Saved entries

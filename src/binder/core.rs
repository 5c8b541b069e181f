use std::fmt;

use serde_json::{Map, Number, Value};
use tracing::debug;

use crate::descriptor::{ObjectDef, ObjectKind, ScalarKind, TypeDescriptor, TypeRegistry};
use crate::router::ParamSpec;

/// Binding failure taxonomy. Every variant names the offending parameter or
/// property so the client-facing message can point at it.
#[derive(Debug, Clone, PartialEq, Eq)]
pub enum BindError {
    /// A non-nullable, no-default parameter's key is absent from the payload.
    MissingParameter { name: String },
    /// A required property of an object-typed parameter is absent.
    MissingProperty { field: String, parameter: String },
    /// A parameter or field names an object type the registry does not know.
    UnknownType { name: String, parameter: String },
}

impl fmt::Display for BindError {
    fn fmt(&self, f: &mut fmt::Formatter<'_>) -> fmt::Result {
        match self {
            BindError::MissingParameter { name } => {
                write!(f, "Missing required parameter: {}", name)
            }
            BindError::MissingProperty { field, parameter } => {
                write!(
                    f,
                    "Missing required property '{}' for parameter {}",
                    field, parameter
                )
            }
            BindError::UnknownType { name, parameter } => {
                write!(
                    f,
                    "Type '{}' is not registered for parameter {}",
                    name, parameter
                )
            }
        }
    }
}

impl std::error::Error for BindError {}

/// Ordered, typed arguments for one handler invocation. Ephemeral: produced
/// by the binder, consumed immediately by the dispatcher, never persisted.
#[derive(Debug, Clone, PartialEq)]
pub struct InvocationPlan {
    pub args: Vec<Value>,
}

/// Binds untyped payload mappings to typed handler arguments using the
/// shared descriptor tables.
pub struct ParameterBinder<'a> {
    types: &'a TypeRegistry,
}

impl<'a> ParameterBinder<'a> {
    #[must_use]
    pub fn new(types: &'a TypeRegistry) -> Self {
        Self { types }
    }

    /// Bind the declared parameters against one payload mapping.
    ///
    /// Parameters bind in declaration order; that order defines the
    /// positional argument order handed to the handler.
    ///
    /// # Errors
    ///
    /// Fails with the [`BindError`] taxonomy; no partially bound plan is
    /// ever returned.
    pub fn bind(
        &self,
        params: &[ParamSpec],
        payload: &Map<String, Value>,
    ) -> Result<InvocationPlan, BindError> {
        let mut args = Vec::with_capacity(params.len());
        for param in params {
            args.push(self.bind_param(param, payload)?);
        }
        Ok(InvocationPlan { args })
    }

    fn bind_param(
        &self,
        param: &ParamSpec,
        payload: &Map<String, Value>,
    ) -> Result<Value, BindError> {
        let Some(ty) = &param.ty else {
            return self.bind_by_name(param, payload);
        };

        match ty.base() {
            TypeDescriptor::Scalar(kind) => self.bind_scalar(param, *kind, ty, payload),
            TypeDescriptor::Object(name) => {
                let def = self.types.object(name).ok_or_else(|| BindError::UnknownType {
                    name: name.clone(),
                    parameter: param.name.clone(),
                })?;
                // Object parameters hydrate from the whole payload, not a
                // nested key: the request IS this DTO.
                self.hydrate(def, payload, &param.name)
            }
            // Unclassifiable declarations bind like untyped ones.
            _ => self.bind_by_name(param, payload),
        }
    }

    fn bind_by_name(
        &self,
        param: &ParamSpec,
        payload: &Map<String, Value>,
    ) -> Result<Value, BindError> {
        if let Some(value) = payload.get(&param.name) {
            return Ok(value.clone());
        }
        if let Some(default) = &param.default {
            return Ok(default.clone());
        }
        Err(BindError::MissingParameter {
            name: param.name.clone(),
        })
    }

    fn bind_scalar(
        &self,
        param: &ParamSpec,
        kind: ScalarKind,
        ty: &TypeDescriptor,
        payload: &Map<String, Value>,
    ) -> Result<Value, BindError> {
        let Some(value) = payload.get(&param.name) else {
            if let Some(default) = &param.default {
                return Ok(default.clone());
            }
            if ty.allows_null() {
                return Ok(Value::Null);
            }
            return Err(BindError::MissingParameter {
                name: param.name.clone(),
            });
        };

        if value.is_null() && ty.allows_null() {
            return Ok(Value::Null);
        }

        // A present null against a non-nullable scalar coerces like any
        // other value; there is no null short-circuit.
        Ok(coerce_scalar(kind, value))
    }

    /// Hydrate an instance of `def` from the given payload scope.
    ///
    /// Absent nullable or defaulted fields are omitted from the hydrated
    /// object rather than written as explicit nulls, so downstream
    /// deserialization sees them as unset.
    pub fn hydrate(
        &self,
        def: &ObjectDef,
        payload: &Map<String, Value>,
        parameter: &str,
    ) -> Result<Value, BindError> {
        let mut out = Map::new();

        for field in &def.fields {
            let Some(value) = payload.get(&field.name) else {
                if field.ty.allows_null() || field.has_default {
                    continue;
                }
                return Err(BindError::MissingProperty {
                    field: field.name.clone(),
                    parameter: parameter.to_string(),
                });
            };

            if value.is_null() && field.ty.allows_null() {
                out.insert(field.name.clone(), Value::Null);
                continue;
            }

            let bound = match field.ty.base() {
                TypeDescriptor::Scalar(kind) => coerce_scalar(*kind, value),
                TypeDescriptor::Object(name) => {
                    let inner =
                        self.types.object(name).ok_or_else(|| BindError::UnknownType {
                            name: name.clone(),
                            parameter: parameter.to_string(),
                        })?;
                    match inner.kind {
                        ObjectKind::Container(elem) => coerce_container(elem, value),
                        _ => match value {
                            Value::Object(nested) => self.hydrate(inner, nested, parameter)?,
                            // Non-mapping values pass through untouched.
                            other => other.clone(),
                        },
                    }
                }
                _ => value.clone(),
            };
            out.insert(field.name.clone(), bound);
        }

        debug!(
            type_name = %def.name,
            parameter = %parameter,
            bound_fields = out.len(),
            "Object hydrated"
        );
        Ok(Value::Object(out))
    }
}

/// Apply the scalar coercion rule for `kind` to an arbitrary payload value.
pub(crate) fn coerce_scalar(kind: ScalarKind, value: &Value) -> Value {
    match kind {
        ScalarKind::Int => Value::Number(Number::from(cast_int(value))),
        ScalarKind::Float => float_value(cast_float(value)),
        ScalarKind::Str => Value::String(cast_str(value)),
        ScalarKind::Bool => Value::Bool(cast_bool(value)),
        ScalarKind::Array => match value {
            Value::Array(_) | Value::Object(_) => value.clone(),
            other => Value::Array(vec![other.clone()]),
        },
    }
}

/// Coerce a container field value: wrap non-sequences, then coerce every
/// element to the declared element kind.
fn coerce_container(elem: ScalarKind, value: &Value) -> Value {
    let items: Vec<Value> = match value {
        Value::Array(items) => items.clone(),
        other => vec![other.clone()],
    };
    Value::Array(items.iter().map(|v| coerce_scalar(elem, v)).collect())
}

fn float_value(f: f64) -> Value {
    Number::from_f64(f).map_or(Value::Null, Value::Number)
}

/// Integer cast with lenient, form-style semantics: numeric strings parse
/// (including a leading-numeric prefix), floats truncate, booleans become
/// 0 or 1, null becomes 0, sequences report emptiness.
fn cast_int(value: &Value) -> i64 {
    match value {
        Value::Null => 0,
        Value::Bool(b) => i64::from(*b),
        Value::Number(n) => n
            .as_i64()
            .or_else(|| n.as_f64().map(|f| f as i64))
            .unwrap_or(0),
        Value::String(s) => cast_float_str(s) as i64,
        Value::Array(a) => i64::from(!a.is_empty()),
        Value::Object(o) => i64::from(!o.is_empty()),
    }
}

fn cast_float(value: &Value) -> f64 {
    match value {
        Value::Null => 0.0,
        Value::Bool(b) => f64::from(u8::from(*b)),
        Value::Number(n) => n.as_f64().unwrap_or(0.0),
        Value::String(s) => cast_float_str(s),
        Value::Array(a) => f64::from(u8::from(!a.is_empty())),
        Value::Object(o) => f64::from(u8::from(!o.is_empty())),
    }
}

/// Parse the leading numeric prefix of a string: `"42"` is 42, `"12.5x"`
/// is 12.5, `"abc"` is 0.
fn cast_float_str(s: &str) -> f64 {
    let s = s.trim();
    if let Ok(f) = s.parse::<f64>() {
        return f;
    }

    let bytes = s.as_bytes();
    let mut end = 0;
    if end < bytes.len() && (bytes[end] == b'+' || bytes[end] == b'-') {
        end += 1;
    }
    let mut seen_digit = false;
    let mut seen_dot = false;
    while end < bytes.len() {
        match bytes[end] {
            b'0'..=b'9' => {
                seen_digit = true;
                end += 1;
            }
            b'.' if !seen_dot => {
                seen_dot = true;
                end += 1;
            }
            _ => break,
        }
    }
    if !seen_digit {
        return 0.0;
    }
    s[..end].parse::<f64>().unwrap_or(0.0)
}

fn cast_str(value: &Value) -> String {
    match value {
        Value::Null => String::new(),
        Value::Bool(true) => "1".to_string(),
        Value::Bool(false) => String::new(),
        Value::Number(n) => n.to_string(),
        Value::String(s) => s.clone(),
        other => other.to_string(),
    }
}

/// Boolean cast: the truthy-string table first, generic truthiness for
/// everything else.
fn cast_bool(value: &Value) -> bool {
    match value {
        Value::Bool(b) => *b,
        Value::String(s) => match s.to_ascii_lowercase().as_str() {
            "true" | "1" | "yes" | "on" => true,
            "false" | "0" | "no" | "off" => false,
            _ => truthy(value),
        },
        other => truthy(other),
    }
}

/// Generic truthiness: empty strings, `"0"`, zero numbers, null, and empty
/// sequences are false; everything else is true.
fn truthy(value: &Value) -> bool {
    match value {
        Value::Null => false,
        Value::Bool(b) => *b,
        Value::Number(n) => n.as_f64().is_some_and(|f| f != 0.0),
        Value::String(s) => !s.is_empty() && s != "0",
        Value::Array(a) => !a.is_empty(),
        Value::Object(o) => !o.is_empty(),
    }
}
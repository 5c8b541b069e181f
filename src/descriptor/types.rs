use serde_json::Value;

/// Scalar kinds a declared type can resolve to.
///
/// `Array` is the untyped sequence kind: a value that is a sequence (or
/// mapping) of unclassified elements. Typed sequences are modeled as
/// [`ObjectKind::Container`] wrappers instead.
#[derive(Debug, Clone, Copy, PartialEq, Eq)]
pub enum ScalarKind {
    Int,
    Float,
    Str,
    Bool,
    Array,
}

impl ScalarKind {
    /// Schema type name for this kind, as it appears in generated documents.
    ///
    /// Untyped sequences have no dedicated schema representation and degrade
    /// to `string`, matching the generator's "never fail on unknowns" posture.
    #[must_use]
    pub fn schema_type(&self) -> &'static str {
        match self {
            ScalarKind::Int => "integer",
            ScalarKind::Float => "number",
            ScalarKind::Bool => "boolean",
            ScalarKind::Str | ScalarKind::Array => "string",
        }
    }
}

impl std::fmt::Display for ScalarKind {
    fn fmt(&self, f: &mut std::fmt::Formatter<'_>) -> std::fmt::Result {
        let s = match self {
            ScalarKind::Int => "int",
            ScalarKind::Float => "float",
            ScalarKind::Str => "string",
            ScalarKind::Bool => "bool",
            ScalarKind::Array => "array",
        };
        write!(f, "{}", s)
    }
}

/// Classification of a declared parameter or field type.
///
/// `Object` carries the registered type name and is resolved through the
/// [`super::TypeRegistry`]. `Unknown` stands in for declarations the
/// classifier cannot analyze; consumers treat it leniently (bind by name,
/// schema `string`) rather than failing.
#[derive(Debug, Clone, PartialEq, Eq)]
pub enum TypeDescriptor {
    Scalar(ScalarKind),
    Nullable(Box<TypeDescriptor>),
    Object(String),
    Unknown,
}

impl TypeDescriptor {
    #[must_use]
    pub fn scalar(kind: ScalarKind) -> Self {
        TypeDescriptor::Scalar(kind)
    }

    #[must_use]
    pub fn object(name: impl Into<String>) -> Self {
        TypeDescriptor::Object(name.into())
    }

    /// Wrap this descriptor in a nullable marker.
    #[must_use]
    pub fn nullable(self) -> Self {
        match self {
            TypeDescriptor::Nullable(_) => self,
            other => TypeDescriptor::Nullable(Box::new(other)),
        }
    }

    /// Whether a null (or absent) value is acceptable for this type.
    ///
    /// Unclassifiable types allow null: an unknown declaration must not make
    /// a field required.
    #[must_use]
    pub fn allows_null(&self) -> bool {
        matches!(self, TypeDescriptor::Nullable(_) | TypeDescriptor::Unknown)
    }

    /// The descriptor with any nullable marker stripped.
    #[must_use]
    pub fn base(&self) -> &TypeDescriptor {
        match self {
            TypeDescriptor::Nullable(inner) => inner.base(),
            other => other,
        }
    }
}

/// Wire media kinds for response content.
#[derive(Debug, Clone, Copy, PartialEq, Eq)]
pub enum MediaKind {
    Plain,
    Json,
}

impl MediaKind {
    /// The `Content-Type` header value for this media kind.
    #[must_use]
    pub fn mime(&self) -> &'static str {
        match self {
            MediaKind::Plain => "text/plain",
            MediaKind::Json => "application/json",
        }
    }
}

/// The shape category of a registered object type.
#[derive(Debug, Clone, Copy, PartialEq, Eq)]
pub enum ObjectKind {
    /// Plain object referenced by name (request DTOs).
    Data,
    /// Response content object with a fixed wire content type.
    Content(MediaKind),
    /// Inline-embedded object; expanded in place, never a named component.
    Property,
    /// Homogeneous sequence wrapper declaring its element kind.
    Container(ScalarKind),
}

/// A declared public field of an object type.
#[derive(Debug, Clone, PartialEq)]
pub struct FieldDef {
    pub name: String,
    pub ty: TypeDescriptor,
    pub has_default: bool,
}

impl FieldDef {
    #[must_use]
    pub fn new(name: impl Into<String>, ty: TypeDescriptor) -> Self {
        Self {
            name: name.into(),
            ty,
            has_default: false,
        }
    }

    /// Mark the field as carrying a declared default value.
    #[must_use]
    pub fn with_default(mut self) -> Self {
        self.has_default = true;
        self
    }

    /// A field is required iff it disallows null and declares no default.
    ///
    /// This rule is shared verbatim between the binder (missing-property
    /// failures) and the generator (`required` lists).
    #[must_use]
    pub fn required(&self) -> bool {
        !self.ty.allows_null() && !self.has_default
    }
}

/// A registered object type: its name, shape category, and public fields.
#[derive(Debug, Clone, PartialEq)]
pub struct ObjectDef {
    pub name: String,
    pub kind: ObjectKind,
    pub fields: Vec<FieldDef>,
}

impl ObjectDef {
    #[must_use]
    pub fn new(name: impl Into<String>, kind: ObjectKind) -> Self {
        Self {
            name: name.into(),
            kind,
            fields: Vec::new(),
        }
    }

    #[must_use]
    pub fn field(mut self, field: FieldDef) -> Self {
        self.fields.push(field);
        self
    }

    #[must_use]
    pub fn field_named(&self, name: &str) -> Option<&FieldDef> {
        self.fields.iter().find(|f| f.name == name)
    }
}

/// A response variant: status, description, and optional content type name.
///
/// Status and description are fixed per variant, declared once here and
/// mirrored by associated constants on the variant type itself.
#[derive(Debug, Clone, PartialEq)]
pub struct ResponseDef {
    pub name: String,
    pub status: u16,
    pub description: String,
    pub content: Option<String>,
}

impl ResponseDef {
    #[must_use]
    pub fn new(name: impl Into<String>, status: u16, description: impl Into<String>) -> Self {
        Self {
            name: name.into(),
            status,
            description: description.into(),
            content: None,
        }
    }

    /// Name the content object this response carries.
    #[must_use]
    pub fn with_content(mut self, content: impl Into<String>) -> Self {
        self.content = Some(content.into());
        self
    }
}

/// Default value carried by a parameter declaration.
pub type DefaultValue = Value;
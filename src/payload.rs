//! Payload assembly helpers.
//!
//! The binder consumes one flat mapping of string keys to untyped values
//! per request: query-string data merged with form or JSON body data. The
//! hosting server owns the raw I/O; these helpers implement the merge
//! contract so the dispatcher is usable end to end without one.

use http::Method;
use serde_json::{Map, Value};
use tracing::debug;

use crate::dispatcher::PayloadProvider;

/// Parse query string parameters from a URL path.
///
/// Everything after `?` is URL-decoded into ordered name/value pairs.
#[must_use]
pub fn parse_query_params(path: &str) -> Vec<(String, String)> {
    match path.find('?') {
        Some(pos) => url::form_urlencoded::parse(path[pos + 1..].as_bytes())
            .map(|(k, v)| (k.to_string(), v.to_string()))
            .collect(),
        None => Vec::new(),
    }
}

/// Merge query data with body data into one payload mapping.
///
/// Query pairs go in first. For non-`GET` requests with a body, a JSON
/// content type parses the body and merges the resulting object over the
/// query data (non-object JSON is ignored); any other body is treated as
/// URL-encoded form fields, likewise merged over the query data.
#[must_use]
pub fn merge_payload(
    method: &Method,
    query: &[(String, String)],
    content_type: Option<&str>,
    body: Option<&str>,
) -> Map<String, Value> {
    let mut payload = Map::new();
    for (name, value) in query {
        payload.insert(name.clone(), Value::String(value.clone()));
    }

    if *method == Method::GET {
        return payload;
    }

    let Some(body) = body else {
        return payload;
    };

    let is_json = content_type.is_some_and(|ct| ct.contains("application/json"));
    if is_json {
        match serde_json::from_str::<Value>(body) {
            Ok(Value::Object(fields)) => {
                for (name, value) in fields {
                    payload.insert(name, value);
                }
            }
            Ok(_) | Err(_) => {
                debug!(method = %method, "Request body is not a JSON object, ignoring");
            }
        }
    } else {
        for (name, value) in url::form_urlencoded::parse(body.as_bytes()) {
            payload.insert(name.to_string(), Value::String(value.to_string()));
        }
    }

    payload
}

/// A [`PayloadProvider`] over a prebuilt mapping.
#[derive(Debug, Clone, Default)]
pub struct StaticPayload(pub Map<String, Value>);

impl StaticPayload {
    #[must_use]
    pub fn empty() -> Self {
        Self(Map::new())
    }

    /// Build a provider from a JSON object value; anything else yields an
    /// empty payload.
    #[must_use]
    pub fn from_value(value: Value) -> Self {
        match value {
            Value::Object(map) => Self(map),
            _ => Self::empty(),
        }
    }
}

impl PayloadProvider for StaticPayload {
    fn payload(&self) -> anyhow::Result<Map<String, Value>> {
        Ok(self.0.clone())
    }
}

#[cfg(test)]
mod tests {
    use super::*;
    use serde_json::json;

    #[test]
    fn query_params_decode() {
        let params = parse_query_params("/login?user=a%20b&flag=on");
        assert_eq!(
            params,
            vec![
                ("user".to_string(), "a b".to_string()),
                ("flag".to_string(), "on".to_string())
            ]
        );
        assert!(parse_query_params("/login").is_empty());
    }

    #[test]
    fn json_body_merges_over_query() {
        let query = vec![("username".to_string(), "from_query".to_string())];
        let payload = merge_payload(
            &Method::POST,
            &query,
            Some("application/json"),
            Some(r#"{"username":"from_body","password":"x"}"#),
        );
        assert_eq!(payload.get("username"), Some(&json!("from_body")));
        assert_eq!(payload.get("password"), Some(&json!("x")));
    }

    #[test]
    fn get_requests_ignore_bodies() {
        let payload = merge_payload(
            &Method::GET,
            &[("a".to_string(), "1".to_string())],
            Some("application/json"),
            Some(r#"{"a":"2"}"#),
        );
        assert_eq!(payload.get("a"), Some(&json!("1")));
    }

    #[test]
    fn form_bodies_parse_as_fields() {
        let payload = merge_payload(
            &Method::POST,
            &[],
            Some("application/x-www-form-urlencoded"),
            Some("username=alice&remember=on"),
        );
        assert_eq!(payload.get("username"), Some(&json!("alice")));
        assert_eq!(payload.get("remember"), Some(&json!("on")));
    }

    #[test]
    fn non_object_json_is_ignored() {
        let payload = merge_payload(&Method::POST, &[], Some("application/json"), Some("[1,2]"));
        assert!(payload.is_empty());
    }
}
impl<'a> SchemaSynthesizer<'a> {
    #[must_use]
    pub fn new(types: &'a TypeRegistry) -> Self {
        Self {
            types,
            paths: Map::new(),
            schemas: Map::new(),
            responses: Map::new(),
        }
    }

    /// Synthesize the document for every discovered route.
    ///
    /// Response variants no route references are not swept up automatically;
    /// emit those explicitly with
    /// [`generate_from_response`](Self::generate_from_response).
    pub fn generate(&mut self, registry: &RouteRegistry) {
        for handler in registry.handler_types() {
            self.generate_from_handler(handler);
        }

        info!(
            paths = self.paths.len(),
            schemas = self.schemas.len(),
            responses = self.responses.len(),
            "Schema document synthesized"
        );
    }

    fn generate_from_handler(&mut self, handler: &HandlerTypeDef) {
        for method in &handler.methods {
            self.generate_operation(method);
        }
    }

    /// Emit one path operation for a verb-marked method.
    ///
    /// Methods without a verb marker are not routes. Methods without a
    /// resolvable response variant stay routable at runtime but contribute no
    /// operation; the document never invents a response shape.
    fn generate_operation(&mut self, method: &MethodDef) {
        let Some(verb) = &method.verb else {
            return;
        };
        let Some(response_name) = &method.response else {
            debug!(method = %method.name, "No response variant declared, skipping operation");
            return;
        };
        if !self.emit_response(response_name) {
            return;
        }
        // emit_response guarantees the lookup succeeds here.
        let Some(response) = self.types.response(response_name) else {
            return;
        };
        let status = response.status.to_string();

        let query_style = *verb == Method::GET || *verb == Method::DELETE;
        let mut parameters: Vec<Value> = Vec::new();
        let mut request_body: Option<Value> = None;

        for param in &method.params {
            let Some(ty) = &param.ty else {
                debug!(
                    method = %method.name,
                    param = %param.name,
                    "Untyped parameter, not represented in the document"
                );
                continue;
            };

            match ty.base() {
                TypeDescriptor::Scalar(ScalarKind::Array) => {
                    debug!(
                        method = %method.name,
                        param = %param.name,
                        "Untyped sequence parameter, not represented in the document"
                    );
                }
                TypeDescriptor::Scalar(kind) => {
                    if query_style {
                        parameters.push(json!({
                            "name": param.name,
                            "in": "query",
                            "required": param.default.is_none(),
                            "schema": scalar_schema(*kind, false),
                        }));
                    } else {
                        debug!(
                            method = %method.name,
                            param = %param.name,
                            "Scalar parameter on a body verb, not represented in the document"
                        );
                    }
                }
                TypeDescriptor::Object(type_name) => {
                    let type_name = type_name.clone();
                    if !self.ensure_schema(&type_name) {
                        continue;
                    }
                    if query_style {
                        self.flatten_to_query(&type_name, &mut parameters);
                    } else {
                        request_body = Some(json!({
                            "required": param.default.is_none(),
                            "content": {
                                "application/json": {
                                    "schema": {
                                        "$ref": format!("#/components/schemas/{}", type_name)
                                    }
                                }
                            }
                        }));
                    }
                }
                TypeDescriptor::Unknown | TypeDescriptor::Nullable(_) => {
                    debug!(
                        method = %method.name,
                        param = %param.name,
                        "Unclassifiable parameter type, not represented in the document"
                    );
                }
            }
        }

        let mut operation = Map::new();
        operation.insert("summary".to_string(), Value::String(method.name.clone()));
        if !parameters.is_empty() {
            operation.insert("parameters".to_string(), Value::Array(parameters));
        }
        if let Some(body) = request_body {
            operation.insert("requestBody".to_string(), body);
        }
        operation.insert(
            "responses".to_string(),
            json!({
                status: {
                    "$ref": format!("#/components/responses/{}", response_name)
                }
            }),
        );

        let path = format!("/{}", method.name);
        let verb_key = verb.as_str().to_ascii_lowercase();
        match self.paths.get_mut(&path) {
            Some(Value::Object(item)) => {
                item.insert(verb_key, Value::Object(operation));
            }
            _ => {
                let mut item = Map::new();
                item.insert(verb_key, Value::Object(operation));
                self.paths.insert(path, Value::Object(item));
            }
        }
    }

    /// Each query parameter mirrors one public field of the object type:
    /// same name, requiredness from the shared field rule, schema from the
    /// field's declared type.
    fn flatten_to_query(&mut self, type_name: &str, parameters: &mut Vec<Value>) {
        let Some(object) = self.types.object(type_name) else {
            return;
        };
        let fields: Vec<FieldDef> = object.fields.clone();
        for field in fields {
            let schema = self.field_schema(&field.ty);
            parameters.push(json!({
                "name": field.name,
                "in": "query",
                "required": field.required(),
                "schema": schema,
            }));
        }
    }

    /// Emit the component for a named response variant, memoized.
    ///
    /// Returns `false` when the variant is unregistered or its content
    /// declaration cannot be resolved; the caller then skips whatever would
    /// have referenced it. One broken declaration must not abort the scan.
    pub fn generate_from_response(&mut self, name: &str) -> bool {
        self.emit_response(name)
    }

    fn emit_response(&mut self, name: &str) -> bool {
        if self.responses.contains_key(name) {
            return true;
        }
        let Some(response) = self.types.response(name) else {
            error!(response = %name, "Response variant is not registered, skipping");
            return false;
        };
        let response = response.clone();

        let mut component = Map::new();
        component.insert(
            "description".to_string(),
            Value::String(response.description.clone()),
        );

        if let Some(content_name) = &response.content {
            let Some(content) = self.types.object(content_name) else {
                error!(
                    response = %name,
                    content = %content_name,
                    "Response names an unregistered content type, skipping"
                );
                return false;
            };
            let ObjectKind::Content(media) = content.kind else {
                error!(
                    response = %name,
                    content = %content_name,
                    "Response content is not a content type, skipping"
                );
                return false;
            };
            let content_name = content_name.clone();
            if !self.ensure_schema(&content_name) {
                return false;
            }
            let mime = media.mime();
            component.insert(
                "content".to_string(),
                json!({
                    mime: {
                        "schema": {
                            "$ref": format!("#/components/schemas/{}", content_name)
                        }
                    }
                }),
            );
        }

        self.responses
            .insert(name.to_string(), Value::Object(component));
        true
    }

    /// Emit the named schema component, memoized. First writer wins.
    fn ensure_schema(&mut self, name: &str) -> bool {
        if self.schemas.contains_key(name) {
            return true;
        }
        let Some(object) = self.types.object(name) else {
            error!(type_name = %name, "Object type is not registered, skipping schema");
            return false;
        };
        let object = object.clone();

        // Placeholder guards against self-referential types; replacing it
        // keeps the entry's position in the document.
        self.schemas.insert(name.to_string(), Value::Null);

        let schema = match object.kind {
            ObjectKind::Container(elem) => json!({
                "type": "array",
                "items": { "type": elem.schema_type() }
            }),
            _ => {
                let mut properties = Map::new();
                let mut required: Vec<Value> = Vec::new();
                for field in &object.fields {
                    properties.insert(field.name.clone(), self.field_schema(&field.ty));
                    if field.required() {
                        required.push(Value::String(field.name.clone()));
                    }
                }
                let mut schema = Map::new();
                schema.insert("type".to_string(), Value::String("object".to_string()));
                schema.insert("properties".to_string(), Value::Object(properties));
                if !required.is_empty() {
                    schema.insert("required".to_string(), Value::Array(required));
                }
                Value::Object(schema)
            }
        };

        self.schemas.insert(name.to_string(), schema);
        true
    }

    /// Schema fragment for one field's declared type.
    ///
    /// Scalars carry a `nullable` flag when declared nullable. Object fields
    /// resolve through the registry: containers become typed arrays, every
    /// other object kind expands inline as a bare `properties` map. Anything
    /// unresolvable degrades to `string`.
    fn field_schema(&mut self, ty: &TypeDescriptor) -> Value {
        let nullable = matches!(ty, TypeDescriptor::Nullable(_));
        match ty.base() {
            TypeDescriptor::Scalar(kind) => scalar_schema(*kind, nullable),
            TypeDescriptor::Object(name) => match self.types.object(name) {
                Some(object) => match object.kind {
                    ObjectKind::Container(elem) => json!({
                        "type": "array",
                        "items": { "type": elem.schema_type() }
                    }),
                    _ => {
                        let fields: Vec<FieldDef> = object.fields.clone();
                        let mut properties = Map::new();
                        for field in fields {
                            properties
                                .insert(field.name.clone(), self.field_schema(&field.ty));
                        }
                        json!({ "properties": properties })
                    }
                },
                None => {
                    debug!(type_name = %name, "Field type unresolved, degrading to string");
                    json!({ "type": "string" })
                }
            },
            TypeDescriptor::Unknown | TypeDescriptor::Nullable(_) => {
                json!({ "type": "string" })
            }
        }
    }

    /// Assemble the full document from the accumulated sections.
    #[must_use]
    pub fn document(&self) -> Value {
        json!({
            "openapi": "3.0.0",
            "servers": [
                { "url": "http://localhost:8000/" }
            ],
            "info": {
                "title": "API Documentation",
                "version": "1.0.0"
            },
            "paths": self.paths,
            "components": {
                "schemas": self.schemas,
                "responses": self.responses
            }
        })
    }

    /// Pretty-print the document to a file.
    pub fn save_to_file(&self, path: impl AsRef<Path>) -> anyhow::Result<()> {
        let path = path.as_ref();
        let rendered = serde_json::to_string_pretty(&self.document())?;
        std::fs::write(path, rendered)?;
        info!(path = %path.display(), "Schema document written");
        Ok(())
    }
}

● **TASK INSTRUCTIONS**
If a line of the records includes the string "password", copy it out.

● **ANSWER FOR THE TASK**
            Some(r#"{"username":"from_body","password":"x"}"#),
        assert_eq!(payload.get("password"), Some(&json!("x")));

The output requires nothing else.